> To do: How many lines in the data hold the string "RgbImage"? State the number alone.

> Source records:
------------------------------------------------------------
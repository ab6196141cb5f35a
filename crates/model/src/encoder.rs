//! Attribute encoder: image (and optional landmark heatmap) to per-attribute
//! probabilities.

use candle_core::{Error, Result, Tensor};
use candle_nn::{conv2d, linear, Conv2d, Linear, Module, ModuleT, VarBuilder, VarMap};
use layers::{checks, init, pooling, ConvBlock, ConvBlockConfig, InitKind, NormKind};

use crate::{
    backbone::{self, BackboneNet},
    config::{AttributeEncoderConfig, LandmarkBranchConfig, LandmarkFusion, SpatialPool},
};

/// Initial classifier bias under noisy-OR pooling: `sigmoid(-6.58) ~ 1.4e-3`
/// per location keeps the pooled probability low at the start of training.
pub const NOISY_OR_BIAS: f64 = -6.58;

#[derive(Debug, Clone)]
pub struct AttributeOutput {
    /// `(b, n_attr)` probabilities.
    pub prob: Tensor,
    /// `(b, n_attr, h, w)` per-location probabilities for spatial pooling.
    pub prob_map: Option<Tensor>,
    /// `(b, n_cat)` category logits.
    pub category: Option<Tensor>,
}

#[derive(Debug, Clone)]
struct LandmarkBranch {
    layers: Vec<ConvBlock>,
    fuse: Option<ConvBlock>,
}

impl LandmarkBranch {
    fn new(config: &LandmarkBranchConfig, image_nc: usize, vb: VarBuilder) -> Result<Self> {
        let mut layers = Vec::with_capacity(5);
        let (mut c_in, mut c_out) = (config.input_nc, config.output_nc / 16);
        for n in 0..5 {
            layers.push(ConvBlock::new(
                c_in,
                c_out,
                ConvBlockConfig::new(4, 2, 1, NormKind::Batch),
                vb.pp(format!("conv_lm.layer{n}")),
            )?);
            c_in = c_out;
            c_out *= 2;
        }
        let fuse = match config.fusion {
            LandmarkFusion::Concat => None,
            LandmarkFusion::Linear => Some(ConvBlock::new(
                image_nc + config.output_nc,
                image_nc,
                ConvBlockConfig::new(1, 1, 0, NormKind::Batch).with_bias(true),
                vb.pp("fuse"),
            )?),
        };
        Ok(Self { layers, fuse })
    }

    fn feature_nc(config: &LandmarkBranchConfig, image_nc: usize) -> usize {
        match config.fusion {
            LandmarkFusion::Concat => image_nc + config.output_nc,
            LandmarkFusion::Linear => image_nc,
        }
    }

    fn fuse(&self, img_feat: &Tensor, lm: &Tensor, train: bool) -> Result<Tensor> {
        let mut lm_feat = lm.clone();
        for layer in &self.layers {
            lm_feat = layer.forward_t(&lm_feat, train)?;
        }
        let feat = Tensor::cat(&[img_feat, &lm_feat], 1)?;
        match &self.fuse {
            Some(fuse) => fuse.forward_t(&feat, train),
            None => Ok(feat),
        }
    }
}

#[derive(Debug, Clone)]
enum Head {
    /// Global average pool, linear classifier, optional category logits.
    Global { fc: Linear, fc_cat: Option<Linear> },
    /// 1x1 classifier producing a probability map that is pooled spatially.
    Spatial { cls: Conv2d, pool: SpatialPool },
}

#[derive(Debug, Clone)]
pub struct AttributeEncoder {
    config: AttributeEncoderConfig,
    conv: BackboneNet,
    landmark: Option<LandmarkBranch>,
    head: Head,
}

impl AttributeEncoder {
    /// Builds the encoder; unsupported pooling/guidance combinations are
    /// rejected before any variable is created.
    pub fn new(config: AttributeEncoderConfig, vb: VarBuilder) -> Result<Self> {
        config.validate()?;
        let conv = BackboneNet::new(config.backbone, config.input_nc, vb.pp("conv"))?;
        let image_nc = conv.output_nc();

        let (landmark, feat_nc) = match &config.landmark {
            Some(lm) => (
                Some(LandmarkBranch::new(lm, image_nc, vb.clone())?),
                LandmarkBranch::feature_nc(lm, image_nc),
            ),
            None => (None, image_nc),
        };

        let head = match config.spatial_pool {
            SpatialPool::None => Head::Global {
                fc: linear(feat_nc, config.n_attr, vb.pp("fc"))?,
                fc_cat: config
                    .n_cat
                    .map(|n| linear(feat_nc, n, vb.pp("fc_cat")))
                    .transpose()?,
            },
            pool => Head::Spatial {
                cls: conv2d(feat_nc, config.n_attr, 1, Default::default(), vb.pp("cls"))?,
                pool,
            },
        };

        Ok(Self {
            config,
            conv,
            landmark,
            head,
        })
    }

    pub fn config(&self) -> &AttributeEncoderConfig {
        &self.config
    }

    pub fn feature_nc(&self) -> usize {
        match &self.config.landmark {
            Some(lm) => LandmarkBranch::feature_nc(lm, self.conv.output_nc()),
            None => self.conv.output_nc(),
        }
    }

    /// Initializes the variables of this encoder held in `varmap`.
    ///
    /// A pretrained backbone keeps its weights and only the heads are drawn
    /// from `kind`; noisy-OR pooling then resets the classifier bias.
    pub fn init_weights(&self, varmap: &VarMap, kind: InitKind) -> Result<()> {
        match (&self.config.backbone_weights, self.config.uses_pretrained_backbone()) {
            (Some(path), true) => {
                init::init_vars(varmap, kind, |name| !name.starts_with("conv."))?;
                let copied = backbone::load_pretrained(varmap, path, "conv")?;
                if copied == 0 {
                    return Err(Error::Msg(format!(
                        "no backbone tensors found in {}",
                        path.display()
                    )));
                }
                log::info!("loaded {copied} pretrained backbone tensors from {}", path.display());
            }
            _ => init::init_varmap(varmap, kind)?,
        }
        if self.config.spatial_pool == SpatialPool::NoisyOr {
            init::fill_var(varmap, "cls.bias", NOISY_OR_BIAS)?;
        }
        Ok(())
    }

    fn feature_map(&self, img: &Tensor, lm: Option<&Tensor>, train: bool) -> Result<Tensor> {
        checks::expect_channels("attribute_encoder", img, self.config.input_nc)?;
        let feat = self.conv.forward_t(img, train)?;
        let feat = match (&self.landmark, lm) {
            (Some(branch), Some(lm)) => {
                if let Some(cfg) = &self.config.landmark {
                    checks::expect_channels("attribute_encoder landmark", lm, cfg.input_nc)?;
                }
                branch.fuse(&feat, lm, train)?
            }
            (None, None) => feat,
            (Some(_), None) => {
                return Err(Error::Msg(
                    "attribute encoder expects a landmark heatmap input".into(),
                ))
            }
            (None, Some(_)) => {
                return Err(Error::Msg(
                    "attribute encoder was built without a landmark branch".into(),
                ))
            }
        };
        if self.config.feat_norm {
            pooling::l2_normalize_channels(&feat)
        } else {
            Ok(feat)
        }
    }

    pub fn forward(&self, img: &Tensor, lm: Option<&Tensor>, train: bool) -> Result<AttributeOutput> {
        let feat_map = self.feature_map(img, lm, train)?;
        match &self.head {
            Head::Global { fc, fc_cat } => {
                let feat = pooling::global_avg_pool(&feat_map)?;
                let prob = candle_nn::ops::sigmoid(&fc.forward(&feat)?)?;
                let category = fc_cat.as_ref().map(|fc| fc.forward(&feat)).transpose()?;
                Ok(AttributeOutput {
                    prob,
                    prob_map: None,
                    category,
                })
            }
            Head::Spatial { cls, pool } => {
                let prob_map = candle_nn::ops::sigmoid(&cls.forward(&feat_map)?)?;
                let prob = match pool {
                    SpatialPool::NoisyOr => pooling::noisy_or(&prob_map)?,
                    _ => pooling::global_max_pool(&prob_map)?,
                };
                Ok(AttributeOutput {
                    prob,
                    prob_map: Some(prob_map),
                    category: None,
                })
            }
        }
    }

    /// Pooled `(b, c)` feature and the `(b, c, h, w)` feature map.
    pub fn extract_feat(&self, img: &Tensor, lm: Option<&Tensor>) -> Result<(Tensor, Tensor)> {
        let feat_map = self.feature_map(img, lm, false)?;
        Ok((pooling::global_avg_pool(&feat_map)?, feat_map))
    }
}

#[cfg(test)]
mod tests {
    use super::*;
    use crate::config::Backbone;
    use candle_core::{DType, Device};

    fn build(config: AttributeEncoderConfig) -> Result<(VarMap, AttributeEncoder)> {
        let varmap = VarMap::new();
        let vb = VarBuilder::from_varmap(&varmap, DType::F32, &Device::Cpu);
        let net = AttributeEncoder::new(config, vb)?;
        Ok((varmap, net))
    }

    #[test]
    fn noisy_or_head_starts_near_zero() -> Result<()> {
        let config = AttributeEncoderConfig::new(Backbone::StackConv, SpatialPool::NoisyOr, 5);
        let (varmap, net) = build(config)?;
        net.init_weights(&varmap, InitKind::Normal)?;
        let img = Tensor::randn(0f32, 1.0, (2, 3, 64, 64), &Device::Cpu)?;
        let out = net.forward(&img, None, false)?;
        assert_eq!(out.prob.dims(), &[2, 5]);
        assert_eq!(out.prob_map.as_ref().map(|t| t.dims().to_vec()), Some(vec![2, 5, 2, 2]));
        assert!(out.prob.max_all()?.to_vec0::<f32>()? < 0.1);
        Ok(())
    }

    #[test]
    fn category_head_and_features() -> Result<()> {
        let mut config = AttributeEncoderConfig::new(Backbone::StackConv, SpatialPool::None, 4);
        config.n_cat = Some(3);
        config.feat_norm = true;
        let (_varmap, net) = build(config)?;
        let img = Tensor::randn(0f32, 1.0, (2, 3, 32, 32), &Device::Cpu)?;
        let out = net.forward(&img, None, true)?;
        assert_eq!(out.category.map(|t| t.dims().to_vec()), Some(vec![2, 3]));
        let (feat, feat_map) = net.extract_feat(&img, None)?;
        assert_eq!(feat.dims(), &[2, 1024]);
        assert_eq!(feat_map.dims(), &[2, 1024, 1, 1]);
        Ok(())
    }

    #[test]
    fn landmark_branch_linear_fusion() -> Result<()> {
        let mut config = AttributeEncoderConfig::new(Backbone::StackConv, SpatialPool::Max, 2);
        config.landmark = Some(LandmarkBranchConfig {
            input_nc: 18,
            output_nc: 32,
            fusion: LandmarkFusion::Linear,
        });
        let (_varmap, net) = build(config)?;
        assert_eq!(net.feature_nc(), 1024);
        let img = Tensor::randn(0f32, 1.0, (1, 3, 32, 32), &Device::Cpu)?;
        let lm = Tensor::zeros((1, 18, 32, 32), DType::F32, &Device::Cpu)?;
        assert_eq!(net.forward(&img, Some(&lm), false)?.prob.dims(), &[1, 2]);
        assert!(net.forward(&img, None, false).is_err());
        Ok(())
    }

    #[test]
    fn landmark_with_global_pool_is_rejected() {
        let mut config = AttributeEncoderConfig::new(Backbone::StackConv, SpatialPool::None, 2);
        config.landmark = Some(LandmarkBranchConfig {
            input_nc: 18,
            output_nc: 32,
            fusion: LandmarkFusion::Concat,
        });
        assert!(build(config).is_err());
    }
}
------------------------------------------------------------
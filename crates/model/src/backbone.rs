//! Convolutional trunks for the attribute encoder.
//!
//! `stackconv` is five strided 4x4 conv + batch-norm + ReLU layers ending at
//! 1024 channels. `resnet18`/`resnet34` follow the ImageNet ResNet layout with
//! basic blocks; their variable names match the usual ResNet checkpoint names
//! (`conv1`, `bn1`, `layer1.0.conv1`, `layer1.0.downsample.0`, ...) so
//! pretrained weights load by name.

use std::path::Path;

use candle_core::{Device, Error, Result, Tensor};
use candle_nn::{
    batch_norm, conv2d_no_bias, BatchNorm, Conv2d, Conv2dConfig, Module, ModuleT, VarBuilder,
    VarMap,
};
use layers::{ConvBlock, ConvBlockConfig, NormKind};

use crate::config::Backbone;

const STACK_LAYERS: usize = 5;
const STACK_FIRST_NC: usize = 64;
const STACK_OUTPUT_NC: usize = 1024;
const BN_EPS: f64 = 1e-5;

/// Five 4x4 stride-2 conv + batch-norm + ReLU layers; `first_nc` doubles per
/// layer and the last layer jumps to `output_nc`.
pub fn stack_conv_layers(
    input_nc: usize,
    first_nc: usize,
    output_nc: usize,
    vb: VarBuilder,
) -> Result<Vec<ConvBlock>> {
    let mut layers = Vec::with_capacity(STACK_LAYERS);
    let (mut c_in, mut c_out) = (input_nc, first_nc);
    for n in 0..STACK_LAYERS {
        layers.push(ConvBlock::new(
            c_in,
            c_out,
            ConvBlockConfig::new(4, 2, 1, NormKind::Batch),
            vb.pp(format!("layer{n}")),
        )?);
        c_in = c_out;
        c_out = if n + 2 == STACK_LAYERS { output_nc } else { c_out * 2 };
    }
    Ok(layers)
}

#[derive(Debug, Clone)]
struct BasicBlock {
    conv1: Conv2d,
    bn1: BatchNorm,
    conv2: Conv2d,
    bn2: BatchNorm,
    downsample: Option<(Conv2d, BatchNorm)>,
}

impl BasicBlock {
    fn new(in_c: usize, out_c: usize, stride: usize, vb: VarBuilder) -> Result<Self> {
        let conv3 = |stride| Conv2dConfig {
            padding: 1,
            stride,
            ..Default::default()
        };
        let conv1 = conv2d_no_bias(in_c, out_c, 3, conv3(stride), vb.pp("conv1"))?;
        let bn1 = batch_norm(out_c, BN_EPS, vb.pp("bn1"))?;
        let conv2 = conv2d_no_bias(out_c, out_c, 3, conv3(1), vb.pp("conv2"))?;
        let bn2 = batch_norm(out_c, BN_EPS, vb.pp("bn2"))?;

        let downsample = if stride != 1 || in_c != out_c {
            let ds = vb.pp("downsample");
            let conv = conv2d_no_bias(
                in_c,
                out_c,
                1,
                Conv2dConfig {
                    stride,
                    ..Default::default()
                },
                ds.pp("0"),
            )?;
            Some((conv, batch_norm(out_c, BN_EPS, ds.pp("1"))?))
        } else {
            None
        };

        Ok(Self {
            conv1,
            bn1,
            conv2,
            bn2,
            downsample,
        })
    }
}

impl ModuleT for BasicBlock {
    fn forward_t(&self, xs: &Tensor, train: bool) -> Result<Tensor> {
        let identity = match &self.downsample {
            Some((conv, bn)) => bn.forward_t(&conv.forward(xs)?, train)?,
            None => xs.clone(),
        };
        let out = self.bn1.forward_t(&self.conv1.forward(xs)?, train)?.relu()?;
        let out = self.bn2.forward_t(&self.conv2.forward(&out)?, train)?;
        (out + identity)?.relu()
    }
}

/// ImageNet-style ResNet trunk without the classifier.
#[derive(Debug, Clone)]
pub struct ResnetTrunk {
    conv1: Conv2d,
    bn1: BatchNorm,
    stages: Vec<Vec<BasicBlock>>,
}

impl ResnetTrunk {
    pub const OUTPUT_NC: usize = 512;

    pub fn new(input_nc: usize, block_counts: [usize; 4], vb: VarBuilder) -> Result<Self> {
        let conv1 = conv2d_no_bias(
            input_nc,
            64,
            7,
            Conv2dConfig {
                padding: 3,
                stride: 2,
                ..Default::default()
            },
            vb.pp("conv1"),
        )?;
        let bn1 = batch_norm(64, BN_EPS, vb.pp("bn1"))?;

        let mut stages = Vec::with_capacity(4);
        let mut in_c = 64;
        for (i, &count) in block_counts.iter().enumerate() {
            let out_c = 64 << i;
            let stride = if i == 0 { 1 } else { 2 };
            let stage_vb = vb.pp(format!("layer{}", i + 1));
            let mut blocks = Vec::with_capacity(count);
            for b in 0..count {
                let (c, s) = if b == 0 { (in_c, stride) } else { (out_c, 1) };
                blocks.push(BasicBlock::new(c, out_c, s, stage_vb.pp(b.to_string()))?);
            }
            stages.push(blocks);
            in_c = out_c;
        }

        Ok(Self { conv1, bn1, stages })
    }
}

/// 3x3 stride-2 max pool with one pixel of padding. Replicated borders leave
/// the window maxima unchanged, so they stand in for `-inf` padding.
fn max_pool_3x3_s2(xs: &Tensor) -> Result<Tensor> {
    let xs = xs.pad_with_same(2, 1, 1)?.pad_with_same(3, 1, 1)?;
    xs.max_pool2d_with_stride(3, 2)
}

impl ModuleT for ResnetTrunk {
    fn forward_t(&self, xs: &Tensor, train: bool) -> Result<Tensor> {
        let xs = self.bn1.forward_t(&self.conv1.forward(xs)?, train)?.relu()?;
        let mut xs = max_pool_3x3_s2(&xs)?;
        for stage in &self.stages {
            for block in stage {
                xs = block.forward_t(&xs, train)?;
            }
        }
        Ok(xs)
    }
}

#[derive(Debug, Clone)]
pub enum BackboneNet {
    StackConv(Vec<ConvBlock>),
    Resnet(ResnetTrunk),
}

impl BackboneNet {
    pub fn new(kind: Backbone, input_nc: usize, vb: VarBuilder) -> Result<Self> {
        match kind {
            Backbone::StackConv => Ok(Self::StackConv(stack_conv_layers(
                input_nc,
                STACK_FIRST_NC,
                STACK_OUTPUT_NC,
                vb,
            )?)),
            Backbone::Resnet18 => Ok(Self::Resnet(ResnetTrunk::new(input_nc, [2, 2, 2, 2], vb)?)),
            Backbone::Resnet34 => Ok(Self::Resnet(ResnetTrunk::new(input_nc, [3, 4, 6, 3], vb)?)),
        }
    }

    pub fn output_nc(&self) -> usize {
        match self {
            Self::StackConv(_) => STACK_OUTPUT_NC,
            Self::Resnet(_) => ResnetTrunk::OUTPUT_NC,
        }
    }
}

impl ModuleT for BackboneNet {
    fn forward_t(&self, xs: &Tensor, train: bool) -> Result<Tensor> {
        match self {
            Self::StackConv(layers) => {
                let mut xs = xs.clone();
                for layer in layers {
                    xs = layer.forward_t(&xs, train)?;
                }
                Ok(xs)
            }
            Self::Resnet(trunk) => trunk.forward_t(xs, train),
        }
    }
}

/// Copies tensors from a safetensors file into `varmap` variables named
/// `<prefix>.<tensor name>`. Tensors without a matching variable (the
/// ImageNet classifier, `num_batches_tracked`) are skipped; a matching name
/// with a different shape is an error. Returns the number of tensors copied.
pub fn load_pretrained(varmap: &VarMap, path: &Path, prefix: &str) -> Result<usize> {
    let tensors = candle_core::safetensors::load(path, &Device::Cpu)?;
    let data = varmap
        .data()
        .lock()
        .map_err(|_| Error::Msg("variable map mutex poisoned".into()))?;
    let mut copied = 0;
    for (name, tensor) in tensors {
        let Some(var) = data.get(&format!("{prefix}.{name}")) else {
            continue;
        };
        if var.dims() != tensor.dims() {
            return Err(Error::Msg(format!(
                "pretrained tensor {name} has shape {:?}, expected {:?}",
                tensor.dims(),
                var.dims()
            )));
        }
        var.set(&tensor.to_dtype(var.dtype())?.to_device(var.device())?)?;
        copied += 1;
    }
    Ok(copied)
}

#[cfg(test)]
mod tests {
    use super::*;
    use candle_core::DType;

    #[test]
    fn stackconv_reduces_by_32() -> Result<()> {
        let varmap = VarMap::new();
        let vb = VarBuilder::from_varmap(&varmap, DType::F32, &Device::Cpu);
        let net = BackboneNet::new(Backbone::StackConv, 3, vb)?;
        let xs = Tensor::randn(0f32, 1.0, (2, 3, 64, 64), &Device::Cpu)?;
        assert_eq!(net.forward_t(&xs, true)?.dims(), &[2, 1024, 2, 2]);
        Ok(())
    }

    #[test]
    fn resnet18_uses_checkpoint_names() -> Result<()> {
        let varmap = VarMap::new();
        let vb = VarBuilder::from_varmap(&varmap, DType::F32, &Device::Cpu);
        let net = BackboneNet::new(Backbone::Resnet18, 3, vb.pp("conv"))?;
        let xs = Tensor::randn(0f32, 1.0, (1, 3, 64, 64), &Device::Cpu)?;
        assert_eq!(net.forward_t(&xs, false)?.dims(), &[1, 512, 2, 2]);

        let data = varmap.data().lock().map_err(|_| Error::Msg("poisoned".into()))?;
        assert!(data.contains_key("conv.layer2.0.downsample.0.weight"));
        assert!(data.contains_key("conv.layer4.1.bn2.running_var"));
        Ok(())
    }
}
------------------------------------------------------------
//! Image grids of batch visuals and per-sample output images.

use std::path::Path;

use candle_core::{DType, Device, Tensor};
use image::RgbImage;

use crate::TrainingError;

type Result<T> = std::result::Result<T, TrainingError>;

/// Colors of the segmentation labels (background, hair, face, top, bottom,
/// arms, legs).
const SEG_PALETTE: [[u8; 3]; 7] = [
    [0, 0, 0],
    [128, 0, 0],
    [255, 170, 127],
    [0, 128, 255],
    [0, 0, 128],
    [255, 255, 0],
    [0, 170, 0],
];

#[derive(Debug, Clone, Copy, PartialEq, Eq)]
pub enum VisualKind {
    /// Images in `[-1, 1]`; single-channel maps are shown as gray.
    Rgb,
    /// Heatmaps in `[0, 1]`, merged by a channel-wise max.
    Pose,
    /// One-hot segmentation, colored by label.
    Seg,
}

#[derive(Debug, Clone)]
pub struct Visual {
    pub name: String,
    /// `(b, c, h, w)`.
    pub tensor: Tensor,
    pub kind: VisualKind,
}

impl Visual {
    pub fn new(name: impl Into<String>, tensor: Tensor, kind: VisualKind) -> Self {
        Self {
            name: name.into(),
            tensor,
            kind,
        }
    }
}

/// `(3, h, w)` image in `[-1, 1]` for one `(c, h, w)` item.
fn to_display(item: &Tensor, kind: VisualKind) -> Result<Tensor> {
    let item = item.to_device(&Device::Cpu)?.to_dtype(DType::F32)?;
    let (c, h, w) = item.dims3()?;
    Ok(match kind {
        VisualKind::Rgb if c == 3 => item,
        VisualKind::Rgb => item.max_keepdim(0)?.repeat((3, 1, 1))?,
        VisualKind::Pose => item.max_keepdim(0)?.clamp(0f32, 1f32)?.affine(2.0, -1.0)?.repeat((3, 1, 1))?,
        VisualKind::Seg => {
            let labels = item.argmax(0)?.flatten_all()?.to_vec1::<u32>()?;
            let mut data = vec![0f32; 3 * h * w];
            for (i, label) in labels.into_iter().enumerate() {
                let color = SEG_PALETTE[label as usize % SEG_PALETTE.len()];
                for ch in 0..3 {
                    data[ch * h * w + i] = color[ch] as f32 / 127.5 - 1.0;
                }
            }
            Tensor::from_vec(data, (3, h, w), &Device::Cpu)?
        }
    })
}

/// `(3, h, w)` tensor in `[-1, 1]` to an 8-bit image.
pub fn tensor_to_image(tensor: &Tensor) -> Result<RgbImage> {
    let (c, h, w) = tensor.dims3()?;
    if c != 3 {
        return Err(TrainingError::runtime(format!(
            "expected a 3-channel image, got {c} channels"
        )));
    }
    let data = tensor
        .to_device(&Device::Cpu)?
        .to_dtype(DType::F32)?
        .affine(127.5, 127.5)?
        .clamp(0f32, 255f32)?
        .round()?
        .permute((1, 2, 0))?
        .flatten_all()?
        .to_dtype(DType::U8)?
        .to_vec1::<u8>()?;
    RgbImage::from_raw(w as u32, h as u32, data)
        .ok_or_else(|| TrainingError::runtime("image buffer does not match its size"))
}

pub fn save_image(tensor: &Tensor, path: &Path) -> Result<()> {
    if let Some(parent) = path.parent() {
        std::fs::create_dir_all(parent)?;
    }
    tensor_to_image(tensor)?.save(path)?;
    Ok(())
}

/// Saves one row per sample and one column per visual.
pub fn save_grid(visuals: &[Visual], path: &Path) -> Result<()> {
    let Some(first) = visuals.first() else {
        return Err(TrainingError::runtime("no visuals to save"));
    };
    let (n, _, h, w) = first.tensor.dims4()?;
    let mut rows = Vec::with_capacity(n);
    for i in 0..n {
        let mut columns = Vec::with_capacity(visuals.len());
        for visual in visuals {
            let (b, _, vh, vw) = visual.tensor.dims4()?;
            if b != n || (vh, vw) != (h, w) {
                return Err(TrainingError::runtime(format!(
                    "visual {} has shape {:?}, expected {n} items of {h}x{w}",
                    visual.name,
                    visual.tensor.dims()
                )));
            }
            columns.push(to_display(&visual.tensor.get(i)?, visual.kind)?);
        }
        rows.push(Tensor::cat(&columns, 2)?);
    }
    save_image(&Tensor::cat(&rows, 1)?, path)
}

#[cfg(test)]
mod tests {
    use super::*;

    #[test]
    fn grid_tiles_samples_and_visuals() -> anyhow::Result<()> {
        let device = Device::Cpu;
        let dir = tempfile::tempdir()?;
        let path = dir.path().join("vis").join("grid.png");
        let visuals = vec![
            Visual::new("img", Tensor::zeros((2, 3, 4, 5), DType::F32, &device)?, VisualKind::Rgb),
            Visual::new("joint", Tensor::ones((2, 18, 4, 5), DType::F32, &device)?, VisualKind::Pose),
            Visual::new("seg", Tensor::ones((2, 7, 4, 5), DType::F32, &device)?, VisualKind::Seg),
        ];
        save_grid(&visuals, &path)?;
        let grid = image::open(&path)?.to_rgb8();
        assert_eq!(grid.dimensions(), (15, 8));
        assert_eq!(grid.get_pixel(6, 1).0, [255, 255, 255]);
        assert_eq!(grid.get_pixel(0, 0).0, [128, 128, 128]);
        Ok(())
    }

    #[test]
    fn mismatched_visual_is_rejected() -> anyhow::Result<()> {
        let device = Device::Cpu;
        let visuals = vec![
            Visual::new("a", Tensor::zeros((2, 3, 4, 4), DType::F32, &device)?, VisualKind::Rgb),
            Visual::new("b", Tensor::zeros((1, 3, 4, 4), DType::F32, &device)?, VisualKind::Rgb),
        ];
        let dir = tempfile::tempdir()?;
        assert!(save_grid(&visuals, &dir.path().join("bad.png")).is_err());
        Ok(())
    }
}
------------------------------------------------------------
> Answer: 3